▸ EXERCISE BRIEF
In the data below, how many lines include the string "IntGauge"? Give only the number.

▸ THE INPUT
================================

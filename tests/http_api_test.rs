//! HTTP surface: envelopes, auth and validation over the full route table.

mod common;

use actix_web::dev::ServiceResponse;
use actix_web::http::StatusCode;
use actix_web::{test, web, App};
use serde_json::{json, Value};
use social_chat_service::middleware::auth::issue_token;
use social_chat_service::routes;
use uuid::Uuid;

fn status_of(result: Result<ServiceResponse, actix_web::Error>) -> StatusCode {
    match result {
        Ok(res) => res.status(),
        Err(e) => e.as_response_error().status_code(),
    }
}

macro_rules! app {
    ($env:expr) => {
        test::init_service(
            App::new()
                .app_data(web::Data::new($env.state.clone()))
                .configure(routes::configure($env.config.jwt.clone())),
        )
        .await
    };
}

#[actix_rt::test]
#[ignore = "requires Docker"]
async fn health_is_public_and_api_is_not() {
    let env = common::setup().await;
    let app = app!(env);

    let req = test::TestRequest::get().uri("/health").to_request();
    let body = test::call_and_read_body(&app, req).await;
    assert_eq!(body, "OK");

    let req = test::TestRequest::get().uri("/api/v1/user/me").to_request();
    assert_eq!(
        status_of(test::try_call_service(&app, req).await),
        StatusCode::UNAUTHORIZED
    );
}

#[actix_rt::test]
#[ignore = "requires Docker"]
async fn conversation_round_trip_over_http() {
    let env = common::setup().await;
    let app = app!(env);
    let alice = common::create_user(&env.db, "alice", "0001").await;
    let bob = common::create_user(&env.db, "bob", "0002").await;
    let alice_auth = format!("Bearer {}", issue_token(&env.config.jwt, alice, 300).unwrap());
    let bob_auth = format!("Bearer {}", issue_token(&env.config.jwt, bob, 300).unwrap());

    let req = test::TestRequest::get()
        .uri("/api/v1/user/me")
        .insert_header(("Authorization", alice_auth.clone()))
        .to_request();
    let me: Value = test::call_and_read_body_json(&app, req).await;
    assert_eq!(me["success"], true);
    assert_eq!(me["data"]["name"], "alice");

    let req = test::TestRequest::post()
        .uri("/api/v1/user/conversation/getOrCreate")
        .insert_header(("Authorization", alice_auth.clone()))
        .set_json(json!({ "target_id": bob }))
        .to_request();
    let created: Value = test::call_and_read_body_json(&app, req).await;
    assert_eq!(created["success"], true);
    let conv = created["data"]["id"].as_str().unwrap().to_string();

    let req = test::TestRequest::post()
        .uri("/api/v1/user/conversation/message/new")
        .insert_header(("Authorization", alice_auth.clone()))
        .set_json(json!({ "id": conv, "content": "  hi  " }))
        .to_request();
    let sent: Value = test::call_and_read_body_json(&app, req).await;
    let message_id = sent["data"]["id"].as_str().unwrap().to_string();

    let req = test::TestRequest::get()
        .uri("/api/v1/user/conversation/list?limit=20&offset=0")
        .insert_header(("Authorization", bob_auth.clone()))
        .to_request();
    let list: Value = test::call_and_read_body_json(&app, req).await;
    assert_eq!(list["data"][0]["last_message"], "  hi  ");
    assert_eq!(list["data"][0]["unread_count"], 1);

    let req = test::TestRequest::delete()
        .uri("/api/v1/user/conversation/message/delete")
        .insert_header(("Authorization", bob_auth.clone()))
        .set_json(json!({ "id": message_id }))
        .to_request();
    let res = test::call_service(&app, req).await;
    assert_eq!(res.status(), StatusCode::FORBIDDEN);
    let body: Value = test::read_body_json(res).await;
    assert_eq!(body["success"], false);
    assert_eq!(body["error"]["retryable"], false);

    let req = test::TestRequest::get()
        .uri(&format!("/api/v1/user/conversation/message/list?id={conv}"))
        .insert_header(("Authorization", bob_auth))
        .to_request();
    let history: Value = test::call_and_read_body_json(&app, req).await;
    assert_eq!(history["data"].as_array().unwrap().len(), 1);
    assert_eq!(history["data"][0]["sender_name"], "alice");
    assert_eq!(history["data"][0]["content"], "  hi  ");
}

#[actix_rt::test]
#[ignore = "requires Docker"]
async fn malformed_input_is_a_bad_request() {
    let env = common::setup().await;
    let app = app!(env);
    let alice = common::create_user(&env.db, "alice", "0001").await;
    let auth = format!("Bearer {}", issue_token(&env.config.jwt, alice, 300).unwrap());

    let cases = vec![
        test::TestRequest::get()
            .uri("/api/v1/user/conversation/list?limit=0")
            .insert_header(("Authorization", auth.clone()))
            .to_request(),
        test::TestRequest::get()
            .uri("/api/v1/user/conversation/list?limit=51")
            .insert_header(("Authorization", auth.clone()))
            .to_request(),
        test::TestRequest::get()
            .uri("/api/v1/user/friend/list?offset=-1")
            .insert_header(("Authorization", auth.clone()))
            .to_request(),
        test::TestRequest::get()
            .uri("/api/v1/user/conversation/get?id=not-a-uuid")
            .insert_header(("Authorization", auth.clone()))
            .to_request(),
        test::TestRequest::post()
            .uri("/api/v1/user/conversation/getOrCreate")
            .insert_header(("Authorization", auth.clone()))
            .set_json(json!({ "target_id": alice }))
            .to_request(),
        test::TestRequest::post()
            .uri("/api/v1/user/conversation/message/new")
            .insert_header(("Authorization", auth.clone()))
            .set_json(json!({ "id": Uuid::now_v7(), "content": "   " }))
            .to_request(),
        test::TestRequest::post()
            .uri("/api/v1/user/friend/add")
            .insert_header(("Authorization", auth.clone()))
            .set_json(json!({ "name": "missing field" }))
            .to_request(),
    ];

    for req in cases {
        let path = req.path().to_string();
        let res = test::call_service(&app, req).await;
        assert_eq!(res.status(), StatusCode::BAD_REQUEST, "{path}");
        let body: Value = test::read_body_json(res).await;
        assert_eq!(body["success"], false, "{path}");
    }
}
use deadpool_postgres::Pool;
use uuid::Uuid;

use crate::error::{AppError, AppResult};
use crate::models::user::{parse_nametag, User};

const USER_COLUMNS: &str = "id, name, tag, email, created_at, updated_at";

pub struct UserService;

impl UserService {
    pub async fn get_by_id(db: &Pool, user_id: Uuid) -> AppResult<User> {
        let client = db.get().await?;
        let sql = format!("SELECT {USER_COLUMNS} FROM users WHERE id = $1");
        client
            .query_opt(sql.as_str(), &[&user_id])
            .await?
            .map(|row| User::from_row(&row))
            .ok_or(AppError::NotFound("user"))
    }

    /// Looks a user up by `name#tag`.
    pub async fn get_by_nametag(db: &Pool, nametag: &str) -> AppResult<User> {
        let (name, tag) = parse_nametag(nametag)?;
        let client = db.get().await?;
        let sql = format!("SELECT {USER_COLUMNS} FROM users WHERE name = $1 AND tag = $2");
        client
            .query_opt(sql.as_str(), &[&name, &tag])
            .await?
            .map(|row| User::from_row(&row))
            .ok_or(AppError::NotFound("user"))
    }
}
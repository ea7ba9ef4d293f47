use actix_web::HttpResponse;
use once_cell::sync::Lazy;
use prometheus::{Encoder, IntCounter, IntCounterVec, IntGauge, Opts, TextEncoder};

pub static HUB_ONLINE_CONNECTIONS: Lazy<IntGauge> = Lazy::new(|| {
    let gauge = IntGauge::new(
        "chat_hub_online_connections",
        "Users with a registered live connection in this process",
    )
    .expect("failed to create chat_hub_online_connections");
    prometheus::default_registry()
        .register(Box::new(gauge.clone()))
        .expect("failed to register chat_hub_online_connections");
    gauge
});

pub static HUB_PUSH_TOTAL: Lazy<IntCounterVec> = Lazy::new(|| {
    let counter = IntCounterVec::new(
        Opts::new("chat_hub_push_total", "Hub push attempts by outcome"),
        &["outcome"],
    )
    .expect("failed to create chat_hub_push_total");
    prometheus::default_registry()
        .register(Box::new(counter.clone()))
        .expect("failed to register chat_hub_push_total");
    counter
});

pub static RESOLVER_LOOKUPS_TOTAL: Lazy<IntCounterVec> = Lazy::new(|| {
    let counter = IntCounterVec::new(
        Opts::new(
            "chat_resolver_lookups_total",
            "Private conversation resolutions by source",
        ),
        &["source"],
    )
    .expect("failed to create chat_resolver_lookups_total");
    prometheus::default_registry()
        .register(Box::new(counter.clone()))
        .expect("failed to register chat_resolver_lookups_total");
    counter
});

pub static CACHE_WRITE_FAILURES_TOTAL: Lazy<IntCounter> = Lazy::new(|| {
    let counter = IntCounter::new(
        "chat_cache_write_failures_total",
        "Post-commit cache writes that failed or timed out",
    )
    .expect("failed to create chat_cache_write_failures_total");
    prometheus::default_registry()
        .register(Box::new(counter.clone()))
        .expect("failed to register chat_cache_write_failures_total");
    counter
});

#[derive(Debug, Clone, Copy)]
pub enum PushOutcome {
    Delivered,
    Offline,
    Evicted,
}

impl PushOutcome {
    fn as_label(self) -> &'static str {
        match self {
            PushOutcome::Delivered => "delivered",
            PushOutcome::Offline => "offline",
            PushOutcome::Evicted => "evicted",
        }
    }
}

/// Touches every collector so `/metrics` lists them before first use.
pub fn register() {
    Lazy::force(&HUB_ONLINE_CONNECTIONS);
    Lazy::force(&HUB_PUSH_TOTAL);
    Lazy::force(&RESOLVER_LOOKUPS_TOTAL);
    Lazy::force(&CACHE_WRITE_FAILURES_TOTAL);
}

pub fn record_push(outcome: PushOutcome) {
    HUB_PUSH_TOTAL.with_label_values(&[outcome.as_label()]).inc();
}

pub fn record_resolver_lookup(source: &str) {
    RESOLVER_LOOKUPS_TOTAL.with_label_values(&[source]).inc();
}

pub async fn metrics_handler() -> HttpResponse {
    let encoder = TextEncoder::new();
    let metric_families = prometheus::gather();

    let mut buffer = Vec::new();
    if let Err(err) = encoder.encode(&metric_families, &mut buffer) {
        return HttpResponse::InternalServerError().body(err.to_string());
    }

    HttpResponse::Ok()
        .content_type(encoder.format_type())
        .body(buffer)
}
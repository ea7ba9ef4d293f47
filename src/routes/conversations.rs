use actix_web::{get, post, web, HttpResponse};
use serde::Deserialize;
use uuid::Uuid;

use crate::error::AppError;
use crate::middleware::guards::User;
use crate::routes::{ok, ok_empty, IdBody, PaginationQuery};
use crate::services::conversation_service::CONVERSATIONS_MAX_LIMIT;
use crate::services::{with_deadline, ConversationService, MessageService};
use crate::state::AppState;
use crate::websocket::events::WebSocketEvent;

#[derive(Debug, Deserialize)]
pub struct GetOrCreateRequest {
    pub target_id: Uuid,
}

#[derive(Debug, Deserialize)]
pub struct ConversationQuery {
    pub id: Uuid,
}

/// POST /api/v1/user/conversation/getOrCreate
///
/// Idempotent per pair; the counterpart hears about it only on first creation.
#[post("/conversation/getOrCreate")]
pub async fn get_or_create(
    state: web::Data<AppState>,
    user: User,
    body: web::Json<GetOrCreateRequest>,
) -> Result<HttpResponse, AppError> {
    let resolved = with_deadline(
        state.config.context_timeout,
        state.resolver.get_or_create(user.id, body.target_id),
    )
    .await?;

    if resolved.created {
        state.delivery.dispatch(
            resolved.conversation_id,
            user.id,
            WebSocketEvent::ConversationCreated {},
        );
    }
    Ok(ok(serde_json::json!({ "id": resolved.conversation_id })))
}

#[get("/conversation/list")]
pub async fn list_conversations(
    state: web::Data<AppState>,
    user: User,
    query: web::Query<PaginationQuery>,
) -> Result<HttpResponse, AppError> {
    query.validate(CONVERSATIONS_MAX_LIMIT)?;
    let conversations = with_deadline(
        state.config.context_timeout,
        ConversationService::list(&state.db, user.id, query.limit, query.offset),
    )
    .await?;
    Ok(ok(conversations))
}

#[get("/conversation/get")]
pub async fn get_conversation(
    state: web::Data<AppState>,
    user: User,
    query: web::Query<ConversationQuery>,
) -> Result<HttpResponse, AppError> {
    let details = with_deadline(
        state.config.context_timeout,
        ConversationService::get_by_id(&state.db, user.id, query.id),
    )
    .await?;
    Ok(ok(details))
}

#[post("/conversation/hide")]
pub async fn hide_conversation(
    state: web::Data<AppState>,
    user: User,
    body: web::Json<IdBody>,
) -> Result<HttpResponse, AppError> {
    with_deadline(
        state.config.context_timeout,
        MessageService::hide(&state.db, user.id, body.id),
    )
    .await?;
    Ok(ok_empty())
}

#[post("/conversation/read")]
pub async fn mark_read(
    state: web::Data<AppState>,
    user: User,
    body: web::Json<IdBody>,
) -> Result<HttpResponse, AppError> {
    let updated = with_deadline(
        state.config.context_timeout,
        MessageService::mark_read(&state.db, user.id, body.id),
    )
    .await?;
    Ok(ok(serde_json::json!({ "updated": updated })))
}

================================

▸ ANSWER FOR THIS EXERCISE
3